Both of my pieces, “Freshly Caught, Humanely Raised” and “Notes on Westward Expansion,” focus on being Asian-American while engaging with Western consumer culture. Over the past ten years, there has been a dramatic shift with Westerners more readily embracing Asian cuisine and media. On one hand, it’s never been easier to access ingredients and imports from Asian countries in places like Target and Wal-Mart. We no longer need to seek out our cultural marketplaces for every little thing. But, at the same time, we often choose to seek out these cultural sanctuaries anyway, since the West, in turn, still views us through a lens of being exotic, or other. Through my pieces, I hoped to be able to capture the sense of loss and uncertainty that comes with being perpetually othered during a time where the world around us keeps changing. Furthermore, I hope to assert that the act of consumption is enacted both physically and psychologically.
“Freshly Caught, Humanely Raised” originated from an interview that I conducted while shopping at Hong Kong Supermarket in Grand Prairie, Texas. The woman I interviewed had just come from the butcher, and she confided in me that she had simply wanted a catfish to make cà kho, a Vietnamese catfish stew. She called her brother, asking him if such brutal killing was typical for ordering catfish. After a moment, he answered that this has always been the norm. She was thoroughly shaken and told me that next time, she would only purchase catfish again if it was already dead. The poem is composed of eight stanzas of varying lengths. The decision to keep it in a free-verse format allowed me to experiment with shape and the line, in order to create the effect of stilled time.
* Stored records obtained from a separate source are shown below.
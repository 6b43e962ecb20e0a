//! Headless mines runner (default binary).
//!
//! Drives the session engine against a live game server from the command
//! line. Server settings come from `MINES_*` environment variables; logging
//! is controlled with `RUST_LOG`.

use std::path::PathBuf;
use std::sync::Arc;
use std::time::{Duration, Instant};

use anyhow::{bail, Context as _, Result};
use clap::{Parser, Subcommand};
use tracing::{info, warn};
use tracing_subscriber::EnvFilter;

use mines::adapter::{ApiConfig, HttpApi};
use mines::core::payout::format_amount;
use mines::session::{
    AutobetConfig, Context, JsonFileStore, KeyValueStore, MemoryStore, Profile, SeedOverride,
    Session, SessionConfig, SessionEvent, StakeRule,
};
use mines::types::{DeskSize, Money, TICK_MS};

#[derive(Parser, Debug)]
#[command(name = "mines", about = "Headless client for the mines game server")]
struct Cli {
    /// Grid size in cells (9, 25, 49 or 81)
    #[arg(long, default_value_t = 25)]
    desk: usize,

    /// Mine count (defaults per grid size)
    #[arg(long)]
    mines: Option<u32>,

    /// Stake in major units; restored from the store when omitted
    #[arg(long)]
    stake: Option<Money>,

    /// Known wallet balance in major units
    #[arg(long)]
    balance: Option<Money>,

    #[arg(long, default_value = "USD")]
    currency: String,

    /// Return-to-player rate
    #[arg(long, default_value_t = mines::types::DEFAULT_RTP)]
    rtp: f64,

    /// JSON file remembering the last stake; in-memory when omitted
    #[arg(long)]
    store: Option<PathBuf>,

    /// Debug seed override, e.g. "serverSeed=..&nonce=..&clientSeed=.."
    #[arg(long)]
    seed_query: Option<String>,

    #[command(subcommand)]
    command: Command,
}

#[derive(Subcommand, Debug)]
enum Command {
    /// Resume a round left in flight, if any
    Recover,
    /// Print betting limits
    Limits,
    /// Reveal tiles one by one, then optionally cash out
    Play {
        #[arg(long, value_delimiter = ',', required = true)]
        tiles: Vec<usize>,
        #[arg(long)]
        cashout: bool,
    },
    /// Reveal a set of tiles in one request
    Multi {
        #[arg(long, value_delimiter = ',')]
        tiles: Vec<usize>,
    },
    /// Repeat bulk reveals with stake rules until a stop condition
    Autobet {
        #[arg(long, value_delimiter = ',')]
        tiles: Vec<usize>,
        /// Number of rounds (0 = until stopped)
        #[arg(long, default_value_t = 0)]
        bets: u32,
        /// Grow stake by this percent after a win (reset to initial when omitted)
        #[arg(long)]
        on_win_percent: Option<f64>,
        /// Grow stake by this percent after a loss (reset to initial when omitted)
        #[arg(long)]
        on_lose_percent: Option<f64>,
        #[arg(long)]
        stop_on_win: bool,
    },
}

fn init_tracing() {
    let filter = EnvFilter::try_from_default_env().unwrap_or_else(|_| EnvFilter::new("info"));
    tracing_subscriber::fmt().with_env_filter(filter).init();
}

fn stake_rule(percent: Option<f64>) -> StakeRule {
    match percent {
        Some(p) => StakeRule::increase_by(p),
        None => StakeRule::reset(),
    }
}

#[tokio::main]
async fn main() -> Result<()> {
    init_tracing();
    let cli = Cli::parse();

    let api_config = ApiConfig::from_env();
    let token_present = api_config.token.is_some();
    let api = Arc::new(HttpApi::new(api_config).context("failed to build game api client")?);

    let store: Arc<dyn KeyValueStore> = match &cli.store {
        Some(path) => Arc::new(
            JsonFileStore::open(path)
                .with_context(|| format!("failed to open store {}", path.display()))?,
        ),
        None => Arc::new(MemoryStore::new()),
    };

    let mut session = Session::new(api, store, SessionConfig::from_env());
    if let Some(seed_override) = cli.seed_query.as_deref().and_then(SeedOverride::from_query) {
        session = session.with_seed_override(seed_override);
    }
    let session = Arc::new(session);

    let limits = match session.fetch_limits().await {
        Ok(limits) => limits,
        Err(e) => {
            warn!(error = %e, "continuing without limits");
            Default::default()
        }
    };
    let ctx = Context::new(
        Profile {
            balance: cli.balance,
            currency: cli.currency.clone(),
            token_present,
            rtp: cli.rtp,
            ..Profile::default()
        },
        limits,
    );

    spawn_tick_driver(session.clone());
    spawn_event_log(&session);

    let desk = DeskSize::from_cells(cli.desk)
        .with_context(|| format!("unsupported desk size {}", cli.desk))?;
    session.set_desk_size(desk)?;
    if let Some(mines) = cli.mines {
        session.set_mines_amount(&ctx, mines)?;
    }
    if let Some(message) = session.mines_error() {
        bail!(message);
    }
    match cli.stake {
        Some(stake) => session.set_amount(&ctx, stake)?,
        None => {
            session.restore_amount(&ctx);
        }
    }

    match cli.command {
        Command::Recover => match session.recover(&ctx).await? {
            Some(round_id) => {
                let snap = session.snapshot();
                println!(
                    "resumed {round_id}: desk {} mines {} opened {:?} stake {}",
                    snap.desk, snap.mines, snap.opened, snap.stake
                );
            }
            None => println!("no active round"),
        },
        Command::Limits => {
            println!(
                "min {} default {} max {} max win {}",
                ctx.limits.min_bet, ctx.limits.default_bet, ctx.limits.max_bet, ctx.limits.max_win
            );
        }
        Command::Play { tiles, cashout } => {
            let round_id = session.start(&ctx).await?;
            println!("round {round_id}");
            for index in tiles {
                let tile = session.tap(&ctx, index).await?;
                println!(
                    "tile {index}: {tile:?} (x{:.2}, next win {})",
                    session.current_coefficient(&ctx),
                    session.possible_win_next(&ctx)
                );
                if session.snapshot().is_settled() {
                    break;
                }
            }
            if cashout && session.snapshot().has_round() {
                let settlement = session.cashout().await?;
                println!("cashed out {} at x{:.2}", settlement.payout, settlement.coefficient);
            }
            print_result(&session, &ctx);
        }
        Command::Multi { tiles } => {
            select(&session, &ctx, &tiles);
            let settlement = session.multi_tap(&ctx).await?;
            println!(
                "{} payout {} x{:.2} mines {:?}",
                settlement.result.as_str(),
                settlement.payout,
                settlement.coefficient,
                settlement.mines
            );
        }
        Command::Autobet {
            tiles,
            bets,
            on_win_percent,
            on_lose_percent,
            stop_on_win,
        } => {
            select(&session, &ctx, &tiles);
            ctx.autobet.update(|c| {
                *c = AutobetConfig {
                    bets_remaining: bets,
                    on_win: stake_rule(on_win_percent),
                    on_lose: stake_rule(on_lose_percent),
                    stop_on_any_win: stop_on_win,
                    ..AutobetConfig::default()
                }
            });
            let control = ctx.autobet.clone();
            tokio::spawn(async move {
                if tokio::signal::ctrl_c().await.is_ok() {
                    info!("stop requested");
                    control.request_stop();
                }
            });
            let summary = session.start_autobet(&ctx).await?;
            println!(
                "{} rounds: {} won, {} lost, final stake {}",
                summary.rounds, summary.wins, summary.losses, summary.final_stake
            );
        }
    }
    Ok(())
}

/// Select `tiles`, or the desk's default pattern when none are given.
fn select(session: &Session, ctx: &Context, tiles: &[usize]) {
    if tiles.is_empty() {
        session.fill_default_selection(ctx, false);
        return;
    }
    for &index in tiles {
        session.toggle_selection(ctx, index);
    }
}

fn print_result(session: &Session, ctx: &Context) {
    let snap = session.snapshot();
    match snap.result {
        Some(result) => println!(
            "{} payout {} {} x{:.2}",
            result.as_str(),
            format_amount(snap.payout, ctx.profile.rounding),
            ctx.profile.currency,
            snap.coefficient
        ),
        None => println!("round still open at hit {}", snap.hit),
    }
}

/// Advance session timers on a fixed tick.
fn spawn_tick_driver(session: Arc<Session>) {
    tokio::spawn(async move {
        let mut interval = tokio::time::interval(Duration::from_millis(u64::from(TICK_MS)));
        let mut last = Instant::now();
        loop {
            interval.tick().await;
            let now = Instant::now();
            let elapsed = now.duration_since(last).as_millis().min(u128::from(u32::MAX)) as u32;
            last = now;
            session.tick(elapsed);
        }
    });
}

fn spawn_event_log(session: &Session) {
    let mut events = session.subscribe();
    tokio::spawn(async move {
        loop {
            match events.recv().await {
                Ok(SessionEvent::Alert { level, message }) => info!(?level, %message, "alert"),
                Ok(event) => tracing::debug!(?event, "session event"),
                Err(tokio::sync::broadcast::error::RecvError::Lagged(n)) => {
                    warn!(skipped = n, "event log lagging")
                }
                Err(tokio::sync::broadcast::error::RecvError::Closed) => break,
            }
        }
    });
}
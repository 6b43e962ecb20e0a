use crate::types::{DeskSize, Money, Phase, RoundId, RoundResult, Tile};

/// Read-only copy of the session for UI consumers.
#[derive(Debug, Clone, PartialEq)]
pub struct SessionSnapshot {
    pub phase: Phase,
    pub round_id: Option<RoundId>,
    pub desk: DeskSize,
    pub mines: u32,
    pub tiles: Vec<Tile>,
    pub selection: Vec<Option<usize>>,
    pub opened: Vec<usize>,
    pub hit: u32,
    pub stake: Money,
    pub client_seed: String,
    pub server_seed: Option<String>,
    pub nonce: u64,
    pub game_started: bool,
    pub bet_placed: bool,
    pub tap_loading: bool,
    pub tap_loading_index: Option<usize>,
    pub bet_loading: bool,
    pub is_opened_table: bool,
    pub retrieve_loading: bool,
    pub result: Option<RoundResult>,
    pub payout: Money,
    pub coefficient: f64,
    pub my_bets_updater: u64,
    pub turbo_mode: bool,
    pub auto_mode: bool,
}

impl SessionSnapshot {
    /// True when a round is held server-side
    pub fn has_round(&self) -> bool {
        self.round_id.is_some()
    }

    pub fn is_settled(&self) -> bool {
        self.result.is_some() && self.is_opened_table
    }

    pub fn selected_count(&self) -> usize {
        self.selection.iter().filter(|c| c.is_some()).count()
    }
}
//! Coefficient model - payout multiplier curve
//!
//! The multiplier for `hit` safe reveals on a board of `n` cells with `m` mines
//! derives from the survival odds `C(n, hit) / C(n - m, hit)`. The house edge
//! (`1 - rtp`) is taken from the profit portion only, so the curve starts at
//! exactly `1x` and rises strictly with every safe reveal.
//!
//! How far along the curve a round may go is a separate, pluggable business
//! rule ([`StepRule`]). Callers use [`Odds::diamonds_max`] (rule-bounded) for
//! every UI and automation decision and [`Odds::safe_max`] only when they need
//! the combinatorial limit.

use std::fmt;
use std::sync::Arc;

use thiserror::Error;

use crate::types::{DeskSize, DEFAULT_COEFFICIENT_CEILING};

#[derive(Debug, Clone, Copy, PartialEq, Error)]
pub enum CoefficientError {
    #[error("mine count {mines} is outside 1..={max}")]
    InvalidMines { mines: u32, max: u32 },
    #[error("hit index {hit} exceeds {max} safe cells")]
    HitOutOfRange { hit: u32, max: u32 },
    #[error("return-to-player ratio {0} is outside (0, 1]")]
    InvalidRtp(f64),
}

/// Maps (mines, hit index, desk, rtp) to a payout multiplier.
///
/// Implementations must be deterministic and side-effect free.
pub trait CoefficientModel: Send + Sync {
    fn coefficient(
        &self,
        mines: u32,
        hit: u32,
        desk: DeskSize,
        rtp: f64,
    ) -> Result<f64, CoefficientError>;
}

/// Decides the highest hit index the game will pay for.
pub trait StepRule: Send + Sync {
    fn max_step(&self, model: &dyn CoefficientModel, desk: DeskSize, mines: u32, rtp: f64) -> u32;
}

/// Combinatorial survival odds with the edge applied to profit.
#[derive(Debug, Clone, Copy, Default)]
pub struct FairOdds;

impl FairOdds {
    /// `C(cells, hit) / C(cells - mines, hit)` computed as a running product.
    pub fn fair_multiplier(cells: u32, mines: u32, hit: u32) -> f64 {
        let mut acc = 1.0f64;
        for i in 0..hit {
            acc *= f64::from(cells - i) / f64::from(cells - mines - i);
        }
        acc
    }
}

fn validate(mines: u32, hit: u32, desk: DeskSize, rtp: f64) -> Result<u32, CoefficientError> {
    let cells = desk.cells() as u32;
    if mines == 0 || mines >= cells {
        return Err(CoefficientError::InvalidMines {
            mines,
            max: cells - 1,
        });
    }
    if !(rtp > 0.0 && rtp <= 1.0) {
        return Err(CoefficientError::InvalidRtp(rtp));
    }
    let safe = cells - mines;
    if hit > safe {
        return Err(CoefficientError::HitOutOfRange { hit, max: safe });
    }
    Ok(cells)
}

impl CoefficientModel for FairOdds {
    fn coefficient(
        &self,
        mines: u32,
        hit: u32,
        desk: DeskSize,
        rtp: f64,
    ) -> Result<f64, CoefficientError> {
        let cells = validate(mines, hit, desk, rtp)?;
        if hit == 0 {
            return Ok(1.0);
        }
        let fair = Self::fair_multiplier(cells, mines, hit);
        Ok(1.0 + rtp * (fair - 1.0))
    }
}

/// Offers steps while the multiplier stays at or below a ceiling.
#[derive(Debug, Clone, Copy)]
pub struct CeilingRule {
    pub ceiling: f64,
}

impl Default for CeilingRule {
    fn default() -> Self {
        Self {
            ceiling: DEFAULT_COEFFICIENT_CEILING,
        }
    }
}

impl StepRule for CeilingRule {
    fn max_step(&self, model: &dyn CoefficientModel, desk: DeskSize, mines: u32, rtp: f64) -> u32 {
        let Ok(mut prev) = model.coefficient(mines, 0, desk, rtp) else {
            return 0;
        };
        let safe = (desk.cells() as u32).saturating_sub(mines);
        let mut max = 0;
        for hit in 1..=safe {
            match model.coefficient(mines, hit, desk, rtp) {
                Ok(c) if c > prev && c <= self.ceiling => {
                    prev = c;
                    max = hit;
                }
                _ => break,
            }
        }
        max
    }
}

/// Coefficient model plus step rule, shared by every derived figure.
#[derive(Clone)]
pub struct Odds {
    model: Arc<dyn CoefficientModel>,
    rule: Arc<dyn StepRule>,
}

impl Odds {
    pub fn new(model: Arc<dyn CoefficientModel>, rule: Arc<dyn StepRule>) -> Self {
        Self { model, rule }
    }

    /// Default model with a custom multiplier ceiling
    pub fn with_ceiling(ceiling: f64) -> Self {
        Self::new(Arc::new(FairOdds), Arc::new(CeilingRule { ceiling }))
    }

    pub fn coefficient(
        &self,
        mines: u32,
        hit: u32,
        desk: DeskSize,
        rtp: f64,
    ) -> Result<f64, CoefficientError> {
        self.model.coefficient(mines, hit, desk, rtp)
    }

    /// Combinatorially safe maximum: every non-mine cell revealed.
    pub fn safe_max(&self, desk: DeskSize, mines: u32) -> u32 {
        (desk.cells() as u32).saturating_sub(mines)
    }

    /// Highest payable hit index under the step rule.
    pub fn diamonds_max(&self, desk: DeskSize, mines: u32, rtp: f64) -> u32 {
        self.rule
            .max_step(self.model.as_ref(), desk, mines, rtp)
            .min(self.safe_max(desk, mines))
    }

    /// Multipliers for hit indices `1..=diamonds_max`.
    pub fn curve(&self, desk: DeskSize, mines: u32, rtp: f64) -> Vec<f64> {
        (1..=self.diamonds_max(desk, mines, rtp))
            .filter_map(|hit| self.coefficient(mines, hit, desk, rtp).ok())
            .collect()
    }
}

impl Default for Odds {
    fn default() -> Self {
        Self::new(Arc::new(FairOdds), Arc::new(CeilingRule::default()))
    }
}

impl fmt::Debug for Odds {
    fn fmt(&self, f: &mut fmt::Formatter<'_>) -> fmt::Result {
        f.debug_struct("Odds").finish_non_exhaustive()
    }
}

#[cfg(test)]
mod tests {
    use super::*;
    use crate::types::DEFAULT_RTP;

    #[test]
    fn zero_hits_is_one() {
        let odds = Odds::default();
        for desk in DeskSize::ALL {
            for mines in 1..desk.cells() as u32 {
                assert_eq!(odds.coefficient(mines, 0, desk, DEFAULT_RTP).unwrap(), 1.0);
            }
        }
    }

    #[test]
    fn curve_strictly_increasing_up_to_diamonds_max() {
        let odds = Odds::default();
        for desk in DeskSize::ALL {
            for mines in 1..desk.cells() as u32 {
                let max = odds.diamonds_max(desk, mines, DEFAULT_RTP);
                let mut prev = 1.0;
                for hit in 1..=max {
                    let c = odds.coefficient(mines, hit, desk, DEFAULT_RTP).unwrap();
                    assert!(c > prev, "desk {desk} mines {mines} hit {hit}: {c} <= {prev}");
                    prev = c;
                }
            }
        }
    }

    #[test]
    fn diamonds_max_never_exceeds_safe_cells() {
        let odds = Odds::default();
        for desk in DeskSize::ALL {
            for mines in 1..desk.cells() as u32 {
                assert!(odds.diamonds_max(desk, mines, DEFAULT_RTP) <= odds.safe_max(desk, mines));
            }
        }
    }

    #[test]
    fn ceiling_bounds_large_boards() {
        let odds = Odds::default();
        // 81 cells with 10 mines: the full clear is far above any ceiling.
        let max = odds.diamonds_max(DeskSize::Nine, 10, DEFAULT_RTP);
        assert!(max < 71);
        assert!(max > 0);
        let top = odds.coefficient(10, max, DeskSize::Nine, DEFAULT_RTP).unwrap();
        assert!(top <= DEFAULT_COEFFICIENT_CEILING);
    }

    #[test]
    fn small_board_reaches_full_clear() {
        let odds = Odds::default();
        assert_eq!(odds.diamonds_max(DeskSize::Five, 3, DEFAULT_RTP), 22);
        assert_eq!(odds.diamonds_max(DeskSize::Three, 2, DEFAULT_RTP), 7);
    }

    #[test]
    fn hit_beyond_safe_cells_is_error() {
        let odds = Odds::default();
        assert_eq!(
            odds.coefficient(3, 23, DeskSize::Five, DEFAULT_RTP),
            Err(CoefficientError::HitOutOfRange { hit: 23, max: 22 })
        );
    }

    #[test]
    fn invalid_inputs() {
        let odds = Odds::default();
        assert!(matches!(
            odds.coefficient(0, 1, DeskSize::Five, DEFAULT_RTP),
            Err(CoefficientError::InvalidMines { .. })
        ));
        assert!(matches!(
            odds.coefficient(25, 0, DeskSize::Five, DEFAULT_RTP),
            Err(CoefficientError::InvalidMines { .. })
        ));
        assert!(matches!(
            odds.coefficient(3, 1, DeskSize::Five, 0.0),
            Err(CoefficientError::InvalidRtp(_))
        ));
        assert_eq!(odds.diamonds_max(DeskSize::Five, 3, 1.5), 0);
    }

    #[test]
    fn fair_multiplier_matches_binomials() {
        // C(25,5) / C(22,5) = 53130 / 26334
        let fair = FairOdds::fair_multiplier(25, 3, 5);
        assert!((fair - 53130.0 / 26334.0).abs() < 1e-9);
    }

    #[test]
    fn full_rtp_is_fair() {
        let c = FairOdds.coefficient(1, 1, DeskSize::Three, 1.0).unwrap();
        assert!((c - 9.0 / 8.0).abs() < 1e-12);
    }

    #[test]
    fn custom_ceiling_truncates() {
        let odds = Odds::with_ceiling(2.0);
        let max = odds.diamonds_max(DeskSize::Five, 3, DEFAULT_RTP);
        assert!(odds.coefficient(3, max, DeskSize::Five, DEFAULT_RTP).unwrap() <= 2.0);
        assert!(odds.coefficient(3, max + 1, DeskSize::Five, DEFAULT_RTP).unwrap() > 2.0);
        assert_eq!(odds.curve(DeskSize::Five, 3, DEFAULT_RTP).len(), max as usize);
    }
}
In particular, line breaks are heavily utilized to fully capture the jarring nature of the woman’s recollection of what happened since it was still fresh on her mind and consuming her thoughts. Image, too, had to be sharpened and as potent as possible to most strongly evoke the horror of the unexpected and brutal slaughter.
“Notes on Westward Expansion” came from my struggle to reconcile my Vietnamese heritage with my queerness, as well my observations of how technological advancement has affected the way that people perceive others. Because of the West’s current fixation with Asian culture, Asian-Americans have become transformed into objects of projection and fetishization: in effect, we, too, have become goods. Trends that utilize our heritage often originate from websites like TikTok, where information is shared on an unprecedented scale that, adversely, reinforces generalizations about us. The poem is composed of couplets, which ensures that the reader is attuned to the precise rhythm and diction used in each succinct line. This allows for the flow of ideas within the narrative to create a fluid sense of motion that is meant to mirror the changing nature of time, the internet, and the effect this has on the narrator’s uncertain sense of self.